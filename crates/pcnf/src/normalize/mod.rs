//! Normalization of sentences to prenex conjunctive normal form
//!
//! The pipeline runs, in order:
//! 1. function elimination
//! 2. standardizing bound variables apart
//! 3. pushing negation to the predicates
//! 4. a bottom-up pass moving quantifiers to the prefix
//! 5. flattening the matrix into clauses

pub mod axiom;
pub mod naming;
pub mod passes;


pub use axiom::Axiom;
pub use naming::{IndexedNames, NamingPolicy, ReverseAlphabet, VariableNamer};
pub use passes::{breadth_first_paths, function_axioms, prenex, FunctionVariables};
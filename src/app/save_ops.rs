use std::sync::mpsc;

use crate::review::{Command, Correction, SaveStatus};

use super::types::{SAVE_ACK_ERROR_SECS, SAVE_ACK_SUCCESS_SECS};

impl super::AdScrub {
    /// Single funnel for every input surface. Commands that commit hand
    /// their correction straight to the submitter.
    pub(super) fn dispatch(&mut self, cmd: Command) {
        self.debug_log(format!("command: {cmd:?}"));
        if let Some(correction) = self.session.apply(cmd) {
            self.submit_correction(correction);
        }
    }

    fn submit_correction(&mut self, correction: Correction) {
        self.debug_log(format!(
            "submitting {} for candidate {} ({:.2}..{:.2})",
            correction.kind.wire_name(),
            correction.candidate_index,
            correction.original.start,
            correction.original.end
        ));
        let Some(client) = self.client.clone() else {
            // Dry-run: no API configured, resolve locally so review flow
            // can be exercised offline.
            self.debug_log("dry-run: no api base configured, correction accepted locally");
            self.session.resolve_save(true);
            return;
        };
        let slug = self.podcast_slug.clone();
        let episode_id = self.episode_id;
        let (tx, rx) = mpsc::channel();
        self.save_rx = Some(rx);
        std::thread::spawn(move || {
            let result = client
                .submit(&slug, episode_id, &correction)
                .map_err(|err| format!("{err:#}"));
            let _ = tx.send(result);
        });
    }

    pub(super) fn poll_save_results(&mut self, ctx: &egui::Context) {
        let Some(rx) = &self.save_rx else {
            return;
        };
        match rx.try_recv() {
            Ok(result) => {
                let ok = match result {
                    Ok(()) => true,
                    Err(err) => {
                        self.debug_log(format!("correction submit failed: {err}"));
                        false
                    }
                };
                self.save_rx = None;
                self.session.resolve_save(ok);
                self.save_resolved_at = Some(ctx.input(|i| i.time));
                ctx.request_repaint();
            }
            Err(mpsc::TryRecvError::Empty) => {}
            Err(mpsc::TryRecvError::Disconnected) => {
                self.save_rx = None;
                self.session.resolve_save(false);
                self.save_resolved_at = Some(ctx.input(|i| i.time));
            }
        }
    }

    /// Returns the indicator to idle once the acknowledgment window ends.
    pub(super) fn tick_save_ack(&mut self, ctx: &egui::Context) {
        let Some(resolved_at) = self.save_resolved_at else {
            // Dry-run resolves synchronously; start its window here.
            if matches!(
                self.session.save_status(),
                SaveStatus::Success | SaveStatus::Error
            ) {
                self.save_resolved_at = Some(ctx.input(|i| i.time));
                ctx.request_repaint_after(std::time::Duration::from_millis(200));
            }
            return;
        };
        let window = match self.session.save_status() {
            SaveStatus::Success => SAVE_ACK_SUCCESS_SECS,
            SaveStatus::Error => SAVE_ACK_ERROR_SECS,
            _ => {
                self.save_resolved_at = None;
                return;
            }
        };
        let now = ctx.input(|i| i.time);
        if now - resolved_at >= window {
            self.session.acknowledge_save();
            self.save_resolved_at = None;
            ctx.request_repaint();
        } else {
            ctx.request_repaint_after(std::time::Duration::from_millis(200));
        }
    }
}
mod debug_ops;
mod input_ops;
mod media_ops;
mod save_ops;
mod types;
mod ui;

use std::path::Path;
use std::sync::mpsc::Receiver;
use std::sync::Arc;

use anyhow::Result;
use egui::{Color32, FontId, TextStyle, Visuals};

use crate::api::CorrectionClient;
use crate::audio::{AudioBuffer, AudioEngine};
use crate::candidates::{load_episode_scan, EpisodeScan};
use crate::media;
use crate::review::{
    EditorOptions, GestureTracker, PlaybackSync, ReviewSession, SegmentSpan,
};
use crate::transcript::{self, Transcript};

pub use types::StartupConfig;

pub struct AdScrub {
    pub session: ReviewSession,
    pub podcast_slug: String,
    pub episode_id: i64,
    pub episode_title: String,
    pub transcript: Transcript,
    pub volume_db: f32,

    engine: Arc<AudioEngine>,
    audio_available: bool,
    gestures: GestureTracker,
    options: EditorOptions,
    client: Option<Arc<CorrectionClient>>,

    save_rx: Option<Receiver<std::result::Result<(), String>>>,
    save_resolved_at: Option<f64>,

    media_rx: Option<Receiver<Result<AudioBuffer>>>,
    media_error: Option<String>,
    pending_seek: Option<f64>,

    dragging_progress: bool,
    segment_hits: Vec<(egui::Rect, SegmentSpan)>,
    transcript_area: Option<egui::Rect>,
    // A touch was seen this session: segment taps are classified by the
    // gesture tracker, so the synthesized pointer clicks must not also fire.
    touch_seen: bool,

    debug_enabled: bool,
    debug_log_path: Option<std::path::PathBuf>,
}

impl AdScrub {
    pub fn new(cc: &eframe::CreationContext<'_>, startup: StartupConfig) -> Result<Self> {
        let (engine, audio_available) = match AudioEngine::new() {
            Ok(engine) => (Arc::new(engine), true),
            Err(err) => {
                eprintln!("audio device unavailable, playback disabled: {err:#}");
                (Arc::new(AudioEngine::new_for_test()), false)
            }
        };
        Self::with_engine(cc, startup, engine, audio_available)
    }

    /// Deterministic constructor for the GUI harness: never opens a device.
    pub fn new_for_test(cc: &eframe::CreationContext<'_>, startup: StartupConfig) -> Result<Self> {
        Self::with_engine(cc, startup, Arc::new(AudioEngine::new_for_test()), false)
    }

    fn with_engine(
        cc: &eframe::CreationContext<'_>,
        startup: StartupConfig,
        engine: Arc<AudioEngine>,
        audio_available: bool,
    ) -> Result<Self> {
        let mut visuals = Visuals::dark();
        visuals.widgets.noninteractive.bg_fill = Color32::from_rgb(20, 20, 23);
        visuals.widgets.inactive.bg_fill = Color32::from_rgb(28, 28, 32);
        visuals.panel_fill = Color32::from_rgb(18, 18, 20);
        cc.egui_ctx.set_visuals(visuals);
        let mut style = (*cc.egui_ctx.style()).clone();
        style
            .text_styles
            .insert(TextStyle::Body, FontId::proportional(15.0));
        style
            .text_styles
            .insert(TextStyle::Monospace, FontId::monospace(13.0));
        cc.egui_ctx.set_style(style);

        let options = EditorOptions {
            supports_touch: !startup.no_touch,
            supports_swipe: !startup.no_swipe,
            show_sponsor_badge: !startup.no_sponsor_badge,
            ..EditorOptions::default()
        };

        let mut app = Self {
            session: ReviewSession::new(
                Vec::new(),
                PlaybackSync::new(engine.clone(), None),
                options,
            ),
            podcast_slug: String::new(),
            episode_id: 0,
            episode_title: "(no episode)".to_string(),
            transcript: Transcript::default(),
            volume_db: -12.0,
            engine,
            audio_available,
            gestures: GestureTracker::new(options.supports_swipe),
            options,
            client: startup
                .api_base
                .as_deref()
                .map(|base| Arc::new(CorrectionClient::new(base))),
            save_rx: None,
            save_resolved_at: None,
            media_rx: None,
            media_error: None,
            pending_seek: startup.initial_seek,
            dragging_progress: false,
            segment_hits: Vec::new(),
            transcript_area: None,
            touch_seen: false,
            debug_enabled: startup.debug,
            debug_log_path: startup.debug_log.clone(),
        };
        app.apply_volume();

        if let Some(count) = startup.dummy_candidates {
            app.install_scan(EpisodeScan::dummy(count), None, true);
        } else if let Some(path) = &startup.episode_path {
            match load_episode_scan(path) {
                Ok(scan) => app.install_scan(scan, startup.audio_source.clone(), false),
                Err(err) => {
                    app.media_error = Some(format!("episode load failed: {err:#}"));
                    app.debug_log(format!("episode load failed: {err:#}"));
                }
            }
        } else if let Some(source) = startup.audio_source.clone() {
            // Audio without a scan still gives a listenable empty station.
            let scan = EpisodeScan {
                podcast_slug: "unknown".to_string(),
                episode_id: 0,
                title: None,
                audio_url: Some(source),
                duration_secs: None,
                candidates: Vec::new(),
                transcript: Vec::new(),
            };
            app.install_scan(scan, None, false);
        }
        Ok(app)
    }

    /// Swap in an episode: rebuild the session around the shared engine,
    /// pick up the transcript, and kick off the media load. With
    /// `synth_fallback` a scan without media gets a synthetic tone so the
    /// playback controls stay live.
    pub(crate) fn install_scan(
        &mut self,
        mut scan: EpisodeScan,
        audio_override: Option<String>,
        synth_fallback: bool,
    ) {
        self.engine.clear_samples();
        let dropped = scan.sanitize();
        if dropped > 0 {
            self.debug_log(format!("dropped {dropped} malformed candidate rows"));
        }

        let audio_source = audio_override.or_else(|| scan.audio_url.clone());
        self.transcript = if !scan.transcript.is_empty() {
            Transcript::from_segments(scan.transcript.clone())
        } else {
            audio_source
                .as_deref()
                .filter(|s| !s.starts_with("http://") && !s.starts_with("https://"))
                .and_then(|s| transcript::srt_path_for_audio(Path::new(s)))
                .filter(|p| p.is_file())
                .and_then(|p| transcript::load_srt(&p))
                .unwrap_or_default()
        };

        self.podcast_slug = scan.podcast_slug.clone();
        self.episode_id = scan.episode_id;
        self.episode_title = scan
            .title
            .clone()
            .unwrap_or_else(|| format!("{} / episode {}", scan.podcast_slug, scan.episode_id));

        let playback = PlaybackSync::new(self.engine.clone(), scan.duration_secs);
        self.session = ReviewSession::new(scan.candidates.clone(), playback, self.options);
        self.gestures = GestureTracker::new(self.options.supports_swipe);
        self.save_rx = None;
        self.save_resolved_at = None;
        self.media_error = None;

        match audio_source {
            Some(source) => self.spawn_media_load(source),
            None if synth_fallback => {
                let secs = scan.duration_secs.unwrap_or(300.0);
                self.engine
                    .set_samples(Arc::new(media::synth_tone(secs, 8_000)));
                self.media_rx = None;
                self.apply_pending_seek();
            }
            None => {
                self.media_rx = None;
                self.apply_pending_seek();
            }
        }
        self.debug_log(format!(
            "installed episode {}/{} with {} candidates",
            self.podcast_slug,
            self.episode_id,
            self.session.candidates().len()
        ));
    }

    pub(crate) fn apply_pending_seek(&mut self) {
        if let Some(t) = self.pending_seek.take() {
            let hit = self.session.jump_to_time(t);
            self.debug_log(format!("initial jump to {t:.2}s, candidate hit: {hit:?}"));
        }
    }

    pub(crate) fn apply_volume(&self) {
        let linear = 10.0f32.powf(self.volume_db / 20.0);
        self.engine.set_volume(linear);
    }

    fn open_episode_dialog(&mut self) {
        if let Some(path) = rfd::FileDialog::new()
            .add_filter("episode scan", &["json"])
            .pick_file()
        {
            match load_episode_scan(&path) {
                Ok(scan) => self.install_scan(scan, None, false),
                Err(err) => {
                    self.media_error = Some(format!("episode load failed: {err:#}"));
                    self.debug_log(format!("episode load failed: {err:#}"));
                }
            }
        }
    }
}

impl eframe::App for AdScrub {
    fn update(&mut self, ctx: &egui::Context, _frame: &mut eframe::Frame) {
        self.poll_media(ctx);
        self.poll_save_results(ctx);
        self.tick_save_ack(ctx);
        self.session.sync_selection();
        self.handle_global_shortcuts(ctx);
        self.poll_gestures(ctx);

        self.ui_topbar(ctx);
        self.ui_candidate_list(ctx);
        self.ui_transcript(ctx);
        self.ui_editor(ctx);

        if self.session.playback().is_playing()
            || self.session.save_status().is_saving()
            || self.media_rx.is_some()
        {
            ctx.request_repaint_after(std::time::Duration::from_millis(50));
        }
    }
}
use std::io::Write;

impl super::AdScrub {
    /// Timestamped line to stderr and the optional `--debug-log` file.
    /// No-op unless `--debug` was given.
    pub(crate) fn debug_log(&self, msg: impl AsRef<str>) {
        if !self.debug_enabled {
            return;
        }
        let line = format!(
            "[{}] {}",
            chrono::Local::now().format("%H:%M:%S%.3f"),
            msg.as_ref()
        );
        eprintln!("{line}");
        if let Some(path) = &self.debug_log_path {
            if let Ok(mut file) = std::fs::OpenOptions::new()
                .create(true)
                .append(true)
                .open(path)
            {
                let _ = writeln!(file, "{line}");
            }
        }
    }
}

Problem description: Please show the lines of the material that contain the string "widgets".

Response box:
        visuals.widgets.noninteractive.bg_fill = Color32::from_rgb(20, 20, 23);
        visuals.widgets.inactive.bg_fill = Color32::from_rgb(28, 28, 32);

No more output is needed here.